News: CMS releases first quarter report regarding Recovery Audit Program
February 16, 2012
CDI Strategies - Volume 6, Issue 4
CMS’ Recovery Auditors (previously called Recovery Audit Contractors, now associated with the Recovery Audit Program [RAP]), collected nearly $400 million in overpayments from October 1 through December 31, 2011, according to the Medicare FFS Recovery Audit Program FY 2012 first quarter report, released February 7.
The latest recoupment brings the RAP totals to nearly $1.3 billion collected in overpayments since the program’s inception in 2009, although the American Hospital Association contends that the amount may be much lower as the report does not account for appeal results. “Hospitals participating in the AHA's latest RACTrac survey report appealing about one in three claim denials, of which 73% were overturned on appeal,” AHA News Now reported on February 9.
According to the CMS report, top issues included:
- Diversified Collection Services (Region A) and Connolly, Inc. (Region C): Medical necessity for neurological disorders. “Medical documentation for patients with neurological disorders needs to be complete and support all services provided in the setting billed.”

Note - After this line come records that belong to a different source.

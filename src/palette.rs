// SPDX-License-Identifier: Apache-2.0
// Copyright (c) 2025 Au-Zone Technologies. All Rights Reserved.

//! Rendering constants defined by the Direct-SDK.
//!
//! The SDK takes these as plain integers and validates them itself; the
//! enums exist so Rust callers do not have to remember the numbers.

/// False-color palettes (`EnumOptrisColoringPalette`).
#[derive(Clone, Copy, Debug, PartialEq, Eq)]
#[repr(i32)]
pub enum Palette {
    AlarmBlue = 1,
    AlarmBlueHi = 2,
    GrayBW = 3,
    GrayWB = 4,
    AlarmGreen = 5,
    Iron = 6,
    IronHi = 7,
    Medical = 8,
    Rainbow = 9,
    RainbowHi = 10,
    AlarmRed = 11,
}

/// Palette scaling methods (`EnumOptrisPaletteScalingMethod`).
#[derive(Clone, Copy, Debug, PartialEq, Eq)]
#[repr(i32)]
pub enum PaletteScale {
    /// Use the range given to `set_temperature_range`.
    Manual = 1,
    MinMax = 2,
    Sigma1 = 3,
    Sigma3 = 4,
}

/// Shutter flag control.
#[derive(Clone, Copy, Debug, PartialEq, Eq)]
#[repr(i32)]
pub enum ShutterMode {
    Manual = 0,
    Auto = 1,
}

impl From<Palette> for i32 {
    fn from(value: Palette) -> Self {
        value as i32
    }
}

impl From<PaletteScale> for i32 {
    fn from(value: PaletteScale) -> Self {
        value as i32
    }
}

impl From<ShutterMode> for i32 {
    fn from(value: ShutterMode) -> Self {
        value as i32
    }
}

#[cfg(test)]
mod tests {
    use super::*;

    #[test]
    fn sdk_values() {
        assert_eq!(i32::from(Palette::Iron), 6);
        assert_eq!(i32::from(Palette::AlarmRed), 11);
        assert_eq!(i32::from(PaletteScale::Sigma3), 4);
        assert_eq!(i32::from(ShutterMode::Auto), 1);
        assert_eq!(i32::from(PaletteScale::Manual), 1);
        assert_eq!(i32::from(ShutterMode::Manual), 0);
    }
}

- CGI (Region B): Medical necessity for cardiovascular procedures. “Medical documentation for patients undergoing cardiovascular procedures needs to be complete and support all services provided in the setting billed.”

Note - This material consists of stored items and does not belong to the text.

// SPDX-License-Identifier: Apache-2.0
// Copyright (c) 2025 Au-Zone Technologies. All Rights Reserved.

use clap::{Args as ClapArgs, Parser, Subcommand};
use irimager::{Palette, PaletteScale, ShutterMode};
use std::path::PathBuf;

/// False-color palette selection.
#[derive(clap::ValueEnum, Clone, Debug, PartialEq, Copy)]
pub enum PaletteSetting {
    AlarmBlue,
    AlarmBlueHi,
    GrayBw,
    GrayWb,
    AlarmGreen,
    Iron,
    IronHi,
    Medical,
    Rainbow,
    RainbowHi,
    AlarmRed,
}

impl From<PaletteSetting> for Palette {
    fn from(value: PaletteSetting) -> Self {
        match value {
            PaletteSetting::AlarmBlue => Palette::AlarmBlue,
            PaletteSetting::AlarmBlueHi => Palette::AlarmBlueHi,
            PaletteSetting::GrayBw => Palette::GrayBW,
            PaletteSetting::GrayWb => Palette::GrayWB,
            PaletteSetting::AlarmGreen => Palette::AlarmGreen,
            PaletteSetting::Iron => Palette::Iron,
            PaletteSetting::IronHi => Palette::IronHi,
            PaletteSetting::Medical => Palette::Medical,
            PaletteSetting::Rainbow => Palette::Rainbow,
            PaletteSetting::RainbowHi => Palette::RainbowHi,
            PaletteSetting::AlarmRed => Palette::AlarmRed,
        }
    }
}

/// Palette scaling method.
#[derive(clap::ValueEnum, Clone, Debug, PartialEq, Copy)]
pub enum ScaleSetting {
    /// Scale to the configured temperature range
    Manual,
    /// Scale to the frame's minimum and maximum
    MinMax,
    /// Scale to one standard deviation around the mean
    Sigma1,
    /// Scale to three standard deviations around the mean
    Sigma3,
}

impl From<ScaleSetting> for PaletteScale {
    fn from(value: ScaleSetting) -> Self {
        match value {
            ScaleSetting::Manual => PaletteScale::Manual,
            ScaleSetting::MinMax => PaletteScale::MinMax,
            ScaleSetting::Sigma1 => PaletteScale::Sigma1,
            ScaleSetting::Sigma3 => PaletteScale::Sigma3,
        }
    }
}

/// Shutter flag control.
#[derive(clap::ValueEnum, Clone, Debug, PartialEq, Copy)]
pub enum ShutterSetting {
    Manual,
    Auto,
}

impl From<ShutterSetting> for ShutterMode {
    fn from(value: ShutterSetting) -> Self {
        match value {
            ShutterSetting::Manual => ShutterMode::Manual,
            ShutterSetting::Auto => ShutterMode::Auto,
        }
    }
}

/// Command-line arguments for the IRImager tool.
///
/// # Example
///
/// ```bash
/// # Local camera over USB
/// irimager snapshot --usb /etc/irimager/generic.xml --palette iron
///
/// # Camera served by the IRImager daemon
/// irimager daemon launch
/// irimager stream --tcp localhost --frames 100
///
/// # Library path via environment
/// export IRIMAGER_LIB=/usr/local/lib/libirimager.so
/// irimager info --tcp localhost
/// ```
#[derive(Parser, Debug, Clone)]
#[command(author, version, about, long_about = None)]
pub struct Args {
    /// Path to the IRImager Direct-SDK shared library
    #[arg(long, env = "IRIMAGER_LIB", global = true)]
    pub library: Option<PathBuf>,

    /// Enable verbose debug logging
    #[arg(short, long, global = true)]
    pub verbose: bool,

    /// Enable Tracy profiler for performance analysis
    #[arg(long, env = "TRACY", global = true)]
    pub tracy: bool,

    #[command(subcommand)]
    pub command: Command,
}

#[derive(Subcommand, Debug, Clone)]
pub enum Command {
    /// Print image sizes, focus motor position and daemon state
    Info(Connection),

    /// Grab one frame and print temperature statistics
    Snapshot(SnapshotArgs),

    /// Grab frames continuously and report the frame rate
    Stream(StreamArgs),

    /// Control the IRImager TCP daemon
    Daemon {
        #[command(subcommand)]
        action: DaemonAction,
    },

    /// Read JSON requests from stdin, one per line, and write one JSON reply
    /// per line to stdout
    Script,
}

#[derive(Subcommand, Debug, Clone, Copy, PartialEq)]
pub enum DaemonAction {
    Launch,
    Kill,
    Status,
}

/// How to reach the camera.
#[derive(ClapArgs, Debug, Clone)]
pub struct Connection {
    /// Connect over USB using this XML configuration
    #[arg(
        long,
        env = "IRIMAGER_CONFIG",
        conflicts_with = "tcp",
        required_unless_present = "tcp"
    )]
    pub usb: Option<PathBuf>,

    /// Connect to the IRImager daemon on this host
    #[arg(long, env = "IRIMAGER_HOST")]
    pub tcp: Option<String>,

    /// Formats.def path for USB connections (SDK default when omitted)
    #[arg(long, requires = "usb")]
    pub formats: Option<PathBuf>,

    /// SDK log file for USB connections (SDK default when omitted)
    #[arg(long, requires = "usb")]
    pub log_file: Option<PathBuf>,

    /// Daemon TCP port
    #[arg(long, env = "IRIMAGER_PORT", default_value = "1337")]
    pub port: i32,
}

/// Rendering parameters applied before grabbing.
#[derive(ClapArgs, Debug, Clone)]
pub struct Render {
    /// False-color palette
    #[arg(long, value_enum)]
    pub palette: Option<PaletteSetting>,

    /// Palette scaling method
    #[arg(long, value_enum)]
    pub palette_scale: Option<ScaleSetting>,

    /// Shutter flag control mode
    #[arg(long, value_enum)]
    pub shutter_mode: Option<ShutterSetting>,

    /// Camera temperature range in °C (min max)
    #[arg(long, value_delimiter = ' ', num_args = 2, allow_negative_numbers = true)]
    pub temperature_range: Option<Vec<i32>>,

    /// Emissivity, transmissivity and ambient temperature (°C)
    #[arg(long, value_delimiter = ' ', num_args = 3, allow_negative_numbers = true)]
    pub radiation: Option<Vec<f32>>,

    /// Focus motor position in percent
    #[arg(long)]
    pub focus: Option<f32>,
}

#[derive(ClapArgs, Debug, Clone)]
pub struct SnapshotArgs {
    #[command(flatten)]
    pub connection: Connection,

    #[command(flatten)]
    pub render: Render,

    /// Write the palette image to this JPEG file
    #[arg(long)]
    pub jpeg: Option<PathBuf>,
}

#[derive(ClapArgs, Debug, Clone)]
pub struct StreamArgs {
    #[command(flatten)]
    pub connection: Connection,

    #[command(flatten)]
    pub render: Render,

    /// Stop after this many frames (run until interrupted when omitted)
    #[arg(long)]
    pub frames: Option<u64>,

    /// Also grab the thermal image for every frame
    #[arg(long)]
    pub thermal: bool,

    /// Write palette frames as numbered JPEG files into this directory
    #[arg(long, env = "JPEG_DIR")]
    pub jpeg_dir: Option<PathBuf>,
}

#[cfg(test)]
mod tests {
    use super::*;

    #[test]
    fn parse_snapshot() {
        let args = Args::try_parse_from([
            "irimager",
            "snapshot",
            "--usb",
            "generic.xml",
            "--palette",
            "iron",
            "--temperature-range",
            "-20",
            "100",
        ])
        .unwrap();
        let Command::Snapshot(snap) = args.command else {
            panic!("expected snapshot");
        };
        assert_eq!(snap.connection.usb, Some(PathBuf::from("generic.xml")));
        assert_eq!(snap.render.palette, Some(PaletteSetting::Iron));
        assert_eq!(snap.render.temperature_range, Some(vec![-20, 100]));
        assert_eq!(Palette::from(PaletteSetting::Iron), Palette::Iron);
    }

    #[test]
    fn usb_and_tcp_conflict() {
        let res = Args::try_parse_from([
            "irimager", "info", "--usb", "generic.xml", "--tcp", "localhost",
        ]);
        assert!(res.is_err());
    }
}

- HealthDataInsights, Inc. (Region D): Medical necessity for minor surgery and other treatment billed as inpatient: “When beneficiaries with known diagnoses enter a hospital for a specific minor surgical procedure or other treatment that is expected to keep them in the hospital for less than 24 hours, they are considered outpatient for coverage purposes regardless of the hour they presented to the hospital, whether a bed was used, and whether they remained in the hospital after midnight.”